Damien helped me so much in the next few days. He helped me fill out the funeral paperwork and to pick the best option. My grandparents had believed in cremation and so we’d done that. I couldn’t help but wonder if that was what it was because it also happened to be the vastly cheaper option between cremation and burial.

When we went to the funeral home to give them the paperwork, he’d held my hand, and when they asked me if I wanted to see her, he had been the voice of reason, turning me to him and saying softly, “Speaking from experience with numerous families whose loved ones have died victims… you don’t want to do that, baby. You want to remember her alive and vibrant. Don’t let this be the memory of the last time you saw her.” The pleading in his eyes convinced me and I told the funeral director, ‘no.’

Likewise, the funeral director asked if there would be a service and I shook my head dejected. I couldn’t afford what they were asking, and I honestly didn’t see anyone but Dawnie, Mr. Comey, and myself attending. Even with the candlelit shrine in my grandmother’s garden, the Point Side residents and funerals were a fickle thing. They were likely to turn out and show up for a banger killed by another banger or the cops, but when Mr. Dodds had had his heart attack? It’d just been his family, my gran, and Dawnie.

Damien had taken me home after that. Had fixed us lunch while I quietly sulked on the couch and tried not to let myself fall completely into the pit of my despair. He’d brought the two plates of sandwiches and chips to the living room and handed me one, taking up a seat in his favorite chair.

“Turn on the news for me, babe?” he’d asked since the remote was closer to me. I took it up and turned on the television and the midday news flickered to life on the screen. More terrorist attacks overseas. More hate, more tragedy, more despair. I broke down and cried softly, overwhelmed.

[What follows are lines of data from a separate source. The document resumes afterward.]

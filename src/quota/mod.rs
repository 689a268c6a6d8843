//! Quota guard
//!
//! Decides whether a user may run a tool, from a snapshot of usage records
//! owned by the identity service, and reports usage after a successful run.

mod store;

use std::sync::Arc;
use std::time::Duration;

use chrono::{DateTime, Utc};

pub use store::{HttpQuotaStore, InMemoryQuotaStore, QuotaStore};

use crate::error::{RelayError, Result, ToolError};
use crate::tools::ToolName;
use crate::types::UsageRecord;

/// Default deadline for one identity service call.
pub const DEFAULT_QUOTA_TIMEOUT: Duration = Duration::from_secs(5);

/// Outcome of a quota check.
#[derive(Debug, Clone, PartialEq, Eq)]
pub enum QuotaDecision {
    Allow,
    Deny(ToolError),
}

impl QuotaDecision {
    pub fn is_allowed(&self) -> bool {
        matches!(self, Self::Allow)
    }
}

/// Enforces per-tool limits scaled by the subscription window factor.
#[derive(Clone)]
pub struct QuotaGuard {
    store: Arc<dyn QuotaStore>,
    window_scaling_factor: f64,
    timeout: Duration,
}

impl std::fmt::Debug for QuotaGuard {
    fn fmt(&self, f: &mut std::fmt::Formatter<'_>) -> std::fmt::Result {
        f.debug_struct("QuotaGuard")
            .field("window_scaling_factor", &self.window_scaling_factor)
            .field("timeout", &self.timeout)
            .finish_non_exhaustive()
    }
}

impl QuotaGuard {
    pub fn new(store: Arc<dyn QuotaStore>, window_scaling_factor: f64) -> Self {
        Self {
            store,
            window_scaling_factor,
            timeout: DEFAULT_QUOTA_TIMEOUT,
        }
    }

    /// Deadline for each call to the store.
    pub fn with_timeout(mut self, timeout: Duration) -> Self {
        self.timeout = timeout;
        self
    }

    /// Allow/deny `tool` against `snapshot` as of now.
    pub fn check(&self, snapshot: &[UsageRecord], tool: ToolName) -> QuotaDecision {
        self.check_at(snapshot, tool, Utc::now())
    }

    /// Deterministic form of [`check`](Self::check): same inputs, same decision.
    ///
    /// Tools without a record are unmetered. A record whose window ended at or
    /// before `now` counts as a fresh window.
    pub fn check_at(
        &self,
        snapshot: &[UsageRecord],
        tool: ToolName,
        now: DateTime<Utc>,
    ) -> QuotaDecision {
        let Some(record) = snapshot.iter().find(|r| r.tool == tool.as_str()) else {
            return QuotaDecision::Allow;
        };
        if record.is_expired(now) {
            return QuotaDecision::Allow;
        }
        let ceiling = record.limit as f64 * self.window_scaling_factor;
        if record.used as f64 >= ceiling {
            QuotaDecision::Deny(ToolError::QuotaDenied(tool.as_str().to_string()))
        } else {
            QuotaDecision::Allow
        }
    }

    /// Fetch the user's snapshot and check `tool` against it.
    ///
    /// A snapshot that cannot be fetched before the deadline denies the call.
    pub async fn authorize(&self, user_id: &str, tool: ToolName) -> QuotaDecision {
        let snapshot = tokio::time::timeout(self.timeout, self.store.usage_snapshot(user_id))
            .await
            .unwrap_or_else(|_| Err(self.timed_out("usage snapshot")));
        match snapshot {
            Ok(snapshot) => self.check(&snapshot, tool),
            Err(e) => {
                tracing::warn!(user_id, tool = %tool, "usage snapshot unavailable: {}", e);
                QuotaDecision::Deny(ToolError::QuotaUnavailable(tool.as_str().to_string()))
            }
        }
    }

    /// Report one successful use of `tool`.
    pub async fn record(&self, user_id: &str, tool: ToolName) -> Result<()> {
        tokio::time::timeout(self.timeout, self.store.record_usage(user_id, tool.as_str()))
            .await
            .unwrap_or_else(|_| Err(self.timed_out("usage record")))
    }

    fn timed_out(&self, what: &str) -> RelayError {
        RelayError::TimeoutError(format!("{what} exceeded {}ms", self.timeout.as_millis()))
    }
}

The remote was taken from me, the television switched off, and gentle hands smoothed my tears away while intense dark eyes tried to assess how to help. Problem was, I didn’t know the answer to that.

“Okay, I want you to eat and then I want you to take a nap while I get some work done,” he said. I nodded, ate, and he tucked me in, laying with me until I fell asleep. It was one of the sweetest, kindest things I ever remembered a boyfriend doing for me.

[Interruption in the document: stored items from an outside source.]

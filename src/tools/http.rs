//! Tools backed by an HTTP microservice.

use async_trait::async_trait;
use serde_json::Value;

use super::{ToolContext, ToolHandler, ToolName, ToolOutput};
use crate::error::ToolError;

/// POSTs the arguments (plus caller identity) as JSON and returns the JSON reply.
#[derive(Debug, Clone)]
pub struct HttpToolHandler {
    tool: ToolName,
    endpoint: String,
    http_client: reqwest::Client,
}

impl HttpToolHandler {
    pub fn new(tool: ToolName, endpoint: impl Into<String>, http_client: reqwest::Client) -> Self {
        Self {
            tool,
            endpoint: endpoint.into(),
            http_client,
        }
    }

    pub fn tool(&self) -> ToolName {
        self.tool
    }

    fn request_body(&self, ctx: &ToolContext, arguments: &Value) -> Value {
        let mut body = arguments.as_object().cloned().unwrap_or_default();
        body.insert("user_id".to_string(), Value::String(ctx.user_id.clone()));
        Value::Object(body)
    }

    /// Run the request and return the raw JSON payload.
    pub async fn post(&self, ctx: &ToolContext, arguments: &Value) -> Result<Value, ToolError> {
        let tool = self.tool.as_str().to_string();
        let response = self
            .http_client
            .post(&self.endpoint)
            .header("x-session-id", &ctx.session_id)
            .json(&self.request_body(ctx, arguments))
            .send()
            .await
            .map_err(|e| ToolError::Transport {
                tool: tool.clone(),
                reason: e.to_string(),
            })?;

        let status = response.status();
        if !status.is_success() {
            tracing::debug!(tool = %tool, status = status.as_u16(), "tool service rejected call");
            return Err(ToolError::Http {
                tool,
                status: status.as_u16(),
            });
        }

        let bytes = response.bytes().await.map_err(|e| ToolError::Transport {
            tool: tool.clone(),
            reason: e.to_string(),
        })?;
        serde_json::from_slice(&bytes).map_err(|e| ToolError::InvalidResponse {
            tool,
            reason: e.to_string(),
        })
    }
}

#[async_trait]
impl ToolHandler for HttpToolHandler {
    async fn call(&self, ctx: &ToolContext, arguments: &Value) -> Result<ToolOutput, ToolError> {
        self.post(ctx, arguments).await.map(ToolOutput::new)
    }
}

When I got up, he was dressed in jeans and a tee, his biker jacket and motorcycle vest on the back of one of the dining room chairs opposite the wreckage of my latest sewing project that was under construction.

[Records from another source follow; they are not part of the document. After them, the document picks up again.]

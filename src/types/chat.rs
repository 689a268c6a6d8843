//! Conversation history types.
//!
//! Serialized in the OpenAI chat-completions message shape so the same value
//! can be accepted from the client and forwarded upstream.

use serde::{Deserialize, Serialize};

use super::tools::ToolCall;

/// Author of a conversation turn.
#[derive(Debug, Clone, Copy, PartialEq, Eq, Serialize, Deserialize)]
#[serde(rename_all = "lowercase")]
pub enum MessageRole {
    System,
    User,
    Assistant,
    Tool,
}

/// Turn content: plain text or structured parts.
#[derive(Debug, Clone, PartialEq, Serialize, Deserialize)]
#[serde(untagged)]
pub enum MessageContent {
    Text(String),
    Parts(Vec<ContentPart>),
}

impl MessageContent {
    /// Concatenated text of the content, ignoring non-text parts.
    pub fn text(&self) -> String {
        match self {
            Self::Text(text) => text.clone(),
            Self::Parts(parts) => parts
                .iter()
                .filter_map(|p| match p {
                    ContentPart::Text { text } => Some(text.as_str()),
                    ContentPart::ImageUrl { .. } => None,
                })
                .collect::<Vec<_>>()
                .join(""),
        }
    }

    pub fn is_empty(&self) -> bool {
        match self {
            Self::Text(text) => text.is_empty(),
            Self::Parts(parts) => parts.is_empty(),
        }
    }
}

impl From<String> for MessageContent {
    fn from(text: String) -> Self {
        Self::Text(text)
    }
}

impl From<&str> for MessageContent {
    fn from(text: &str) -> Self {
        Self::Text(text.to_string())
    }
}

#[derive(Debug, Clone, PartialEq, Serialize, Deserialize)]
#[serde(tag = "type", rename_all = "snake_case")]
pub enum ContentPart {
    Text { text: String },
    ImageUrl { image_url: ImageUrl },
}

#[derive(Debug, Clone, PartialEq, Serialize, Deserialize)]
pub struct ImageUrl {
    pub url: String,
}

/// One entry of the message history.
///
/// History is append-only: turns are never edited after being pushed.
#[derive(Debug, Clone, PartialEq, Serialize, Deserialize)]
pub struct ConversationTurn {
    pub role: MessageRole,
    pub content: MessageContent,
    /// Set on `tool` turns: the id of the call this result answers.
    #[serde(default, skip_serializing_if = "Option::is_none")]
    pub tool_call_id: Option<String>,
    /// Set on `assistant` turns that requested tools.
    #[serde(default, skip_serializing_if = "Vec::is_empty")]
    pub tool_calls: Vec<ToolCall>,
}

impl ConversationTurn {
    fn new(role: MessageRole, content: impl Into<MessageContent>) -> Self {
        Self {
            role,
            content: content.into(),
            tool_call_id: None,
            tool_calls: Vec::new(),
        }
    }

    pub fn system(content: impl Into<MessageContent>) -> Self {
        Self::new(MessageRole::System, content)
    }

    pub fn user(content: impl Into<MessageContent>) -> Self {
        Self::new(MessageRole::User, content)
    }

    pub fn assistant(content: impl Into<MessageContent>) -> Self {
        Self::new(MessageRole::Assistant, content)
    }

    /// Assistant turn that requested the given tool calls.
    pub fn assistant_with_tool_calls(text: impl Into<String>, calls: Vec<ToolCall>) -> Self {
        Self {
            tool_calls: calls,
            ..Self::new(MessageRole::Assistant, MessageContent::Text(text.into()))
        }
    }

    pub fn tool(tool_call_id: impl Into<String>, content: impl Into<MessageContent>) -> Self {
        Self {
            tool_call_id: Some(tool_call_id.into()),
            ..Self::new(MessageRole::Tool, content)
        }
    }

    pub fn content_text(&self) -> String {
        self.content.text()
    }
}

“Did you go somewhere?” I asked.

“Nope. It’s where we’re going.”

I frowned and he said, “Dress to ride. Casual, comfortable.”

“Okay,” I murmured.

I was curious and it was a Friday night, so why not? Maybe the ‘wind therapy’ of a ride, or so he called it, would do me some good. Who knew?

I dressed carefully, in jeans and boots, a thick sweater, and over it all, a more fashionable than functional leather jacket that I owned. When I came out, he smiled at me and said, “You’re lovely.” He held out his hand and I took it and we went down to the garage together. The ride was soothing, the cooler fall air a balm to the constant burning ache that had taken up residence in my soul.

He pulled into the alley by the 10-13 and tapped my knee. I got down and he backed his bike into the line of them that always seemed to be there. I sighed and he took my helmet from me and grabbing up my hand, we went around the corner.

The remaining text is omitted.